Sydney and Melbourne in top eight most expensive cities in the world for travellers

Sydney and Melbourne have each moved down one place on the Worldwide Cost of Living Survey, now ranked seventh and eighth respectively, just below Oslo and Paris.

The strong Australian dollar has kept the Australians high on the list, which is topped by Zurich, according to the The Economist Intelligence Unit Worldwide Cost of Living 2011 report.

“Local inflation in mature markets always has far less influence on the relative cost of living than the currency movements of the countries in question. This also explains the recent presence of Australian cities like Sydney and Melbourne in the 10 most expensive locations as last year saw the Australian dollar pass parity with the US dollar from holding half that value a decade ago,” the report said.

As the report measures things in US dollars and doesn’t take into account local salaries, the report is used to calculate the cost of living for expatriates rather than the cost for locals.

“[The report is used to] calculate cost-of-living allowances and build compensation packages for expatriates and business travellers.”

Just three years ago, Sydney and Melbourne were ranked 32nd and 38th respectively.
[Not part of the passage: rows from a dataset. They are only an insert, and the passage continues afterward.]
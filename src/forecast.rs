//! Forecast aggregation
//!
//! Turns a provider's time-ordered series of temperature samples into a
//! per-day digest with one averaged value per time-of-day period.

#[cfg(test)]
mod proptests;

use chrono::{DateTime, Datelike, FixedOffset, NaiveDate, Timelike, Weekday};
use std::collections::HashMap;
use thiserror::Error;

/// Rendered when a series has no usable samples at all
pub const NO_DATA_MESSAGE: &str = "Нет данных прогноза.";

/// Rendered in place of the period segments when a day has none.
///
/// One dash for the whole day instead of `Утро: -, День: -, Вечер: -`:
/// only night samples fell on that date, usually the last partial day of
/// the provider window, and three empty segments add noise to every digest.
const EMPTY_DAY_PLACEHOLDER: &str = "-";

/// One raw forecast data point
#[derive(Debug, Clone, Copy, PartialEq)]
pub struct Sample {
    /// Seconds since the Unix epoch
    pub timestamp: i64,
    /// Degrees Celsius; `None` when the provider omitted the reading
    pub temperature: Option<f64>,
}

impl Sample {
    #[allow(dead_code)] // Used by tests and fixtures
    pub fn new(timestamp: i64, temperature: f64) -> Self {
        Self {
            timestamp,
            temperature: Some(temperature),
        }
    }
}

/// A provider forecast for a single location
#[derive(Debug, Clone, Default, PartialEq)]
pub struct ForecastSeries {
    pub samples: Vec<Sample>,
}

/// Sample rejected during aggregation
#[derive(Debug, Clone, PartialEq, Error)]
pub enum InvalidSample {
    #[error("timestamp {0} is out of range")]
    Timestamp(i64),
    #[error("sample at {0} has no temperature")]
    MissingTemperature(i64),
    #[error("sample at {timestamp} has non-finite temperature {value}")]
    NonFiniteTemperature { timestamp: i64, value: f64 },
}

/// Time-of-day bucket
#[derive(Debug, Clone, Copy, PartialEq, Eq, Hash)]
pub enum Period {
    Morning,
    Day,
    Evening,
}

impl Period {
    pub const ALL: [Period; 3] = [Period::Morning, Period::Day, Period::Evening];

    /// Period for an hour of day; hours before 06:00 belong to none
    pub fn from_hour(hour: u32) -> Option<Self> {
        match hour {
            6..=11 => Some(Period::Morning),
            12..=17 => Some(Period::Day),
            18..=23 => Some(Period::Evening),
            _ => None,
        }
    }

    pub fn label(self) -> &'static str {
        match self {
            Period::Morning => "Утро",
            Period::Day => "День",
            Period::Evening => "Вечер",
        }
    }

    fn index(self) -> usize {
        match self {
            Period::Morning => 0,
            Period::Day => 1,
            Period::Evening => 2,
        }
    }
}

/// Two-letter Russian abbreviation of a weekday
pub fn weekday_abbrev(day: Weekday) -> &'static str {
    match day {
        Weekday::Mon => "Пн",
        Weekday::Tue => "Вт",
        Weekday::Wed => "Ср",
        Weekday::Thu => "Чт",
        Weekday::Fri => "Пт",
        Weekday::Sat => "Сб",
        Weekday::Sun => "Вс",
    }
}

/// Averaged temperatures for one calendar date
#[derive(Debug, Clone, PartialEq)]
pub struct DaySummary {
    pub date: NaiveDate,
    /// Indexed by [`Period::ALL`] order; `None` when no samples fell in the period
    averages: [Option<f64>; 3],
}

impl DaySummary {
    pub fn average(&self, period: Period) -> Option<f64> {
        self.averages[period.index()]
    }

    pub fn weekday(&self) -> &'static str {
        weekday_abbrev(self.date.weekday())
    }

    /// `DD.MM.YY (Дн): Утро: X.XX°C, ...` with absent periods omitted
    pub fn render(&self) -> String {
        let segments: Vec<String> = Period::ALL
            .iter()
            .filter_map(|period| {
                self.average(*period)
                    .map(|avg| format!("{}: {avg:.2}°C", period.label()))
            })
            .collect();

        let body = if segments.is_empty() {
            EMPTY_DAY_PLACEHOLDER.to_string()
        } else {
            segments.join(", ")
        };

        format!("{} ({}): {body}", self.date.format("%d.%m.%y"), self.weekday())
    }
}

#[derive(Debug, Default)]
struct PeriodAccumulator {
    sum: f64,
    count: u32,
}

impl PeriodAccumulator {
    fn push(&mut self, value: f64) {
        self.sum += value;
        self.count += 1;
    }

    fn mean(&self) -> Option<f64> {
        (self.count > 0).then(|| self.sum / f64::from(self.count))
    }
}

/// A validated sample placed in the reference time zone
#[derive(Debug, Clone, Copy)]
struct LocalReading {
    date: NaiveDate,
    hour: u32,
    temperature: f64,
}

fn localize(sample: &Sample, zone: FixedOffset) -> Result<LocalReading, InvalidSample> {
    if sample.timestamp < 0 {
        return Err(InvalidSample::Timestamp(sample.timestamp));
    }
    let utc = DateTime::from_timestamp(sample.timestamp, 0)
        .ok_or(InvalidSample::Timestamp(sample.timestamp))?;
    let temperature = sample
        .temperature
        .ok_or(InvalidSample::MissingTemperature(sample.timestamp))?;
    if !temperature.is_finite() {
        return Err(InvalidSample::NonFiniteTemperature {
            timestamp: sample.timestamp,
            value: temperature,
        });
    }

    // Near the end of chrono's range the offset can overflow the local time
    let local = utc
        .naive_utc()
        .checked_add_offset(zone)
        .ok_or(InvalidSample::Timestamp(sample.timestamp))?;
    Ok(LocalReading {
        date: local.date(),
        hour: local.hour(),
        temperature,
    })
}

/// Group samples by calendar date and average each period.
///
/// Dates keep the order in which they first appear, so a time-ordered input
/// produces ascending dates. Invalid samples are logged and skipped.
pub fn aggregate(samples: &[Sample], zone: FixedOffset) -> Vec<DaySummary> {
    let mut order: Vec<NaiveDate> = Vec::new();
    let mut buckets: HashMap<NaiveDate, [PeriodAccumulator; 3]> = HashMap::new();

    for sample in samples {
        let reading = match localize(sample, zone) {
            Ok(r) => r,
            Err(e) => {
                tracing::warn!(error = %e, "Skipping invalid forecast sample");
                continue;
            }
        };

        let bucket = buckets.entry(reading.date).or_insert_with(|| {
            order.push(reading.date);
            Default::default()
        });

        if let Some(period) = Period::from_hour(reading.hour) {
            bucket[period.index()].push(reading.temperature);
        }
    }

    order
        .into_iter()
        .filter_map(|date| {
            let accs = buckets.remove(&date)?;
            Some(DaySummary {
                date,
                averages: [accs[0].mean(), accs[1].mean(), accs[2].mean()],
            })
        })
        .collect()
}

/// Aggregate and render a whole series as a text block
pub fn render_forecast(samples: &[Sample], zone: FixedOffset) -> String {
    let summaries = aggregate(samples, zone);
    if summaries.is_empty() {
        return NO_DATA_MESSAGE.to_string();
    }

    summaries
        .iter()
        .map(DaySummary::render)
        .collect::<Vec<_>>()
        .join("\n")
}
According to the report, the cost of a bag of rice has increased 25% in Sydney and 34% Melbourne since last year, while petrol increased 40% in both Sydney and Melbourne. Bread went down 35% in Melbourne and up 40% in Sydney.

The top end of the list has been increasingly populated by Asian cities.

“Singapore’s presence in the top 10 highlights a shift away from western Europe towards Asian hubs. Cities from the Asia Pacific region (including Australasia) now make up half the ten most expensive.”

“That said, western Europe still accounts for 24 of the most expensive cities in the top 50, with 14 hailing from Asia.”

Some traditional European hubs have weathered the eurozone crisis, with Frankfurt and Paris staying in the top 10.

Zurich surged four places to the top of the list due to currency investors moving away from the Euro and into the Swiss Franc, according to the report.

“Investors looking for a haven currency outside the beleaguered Eurozone have invested heavily in the Swiss Franc, prompting an unprecedented move by the Swiss government to peg the Swiss Franc to the Euro to keep the currency competitive.”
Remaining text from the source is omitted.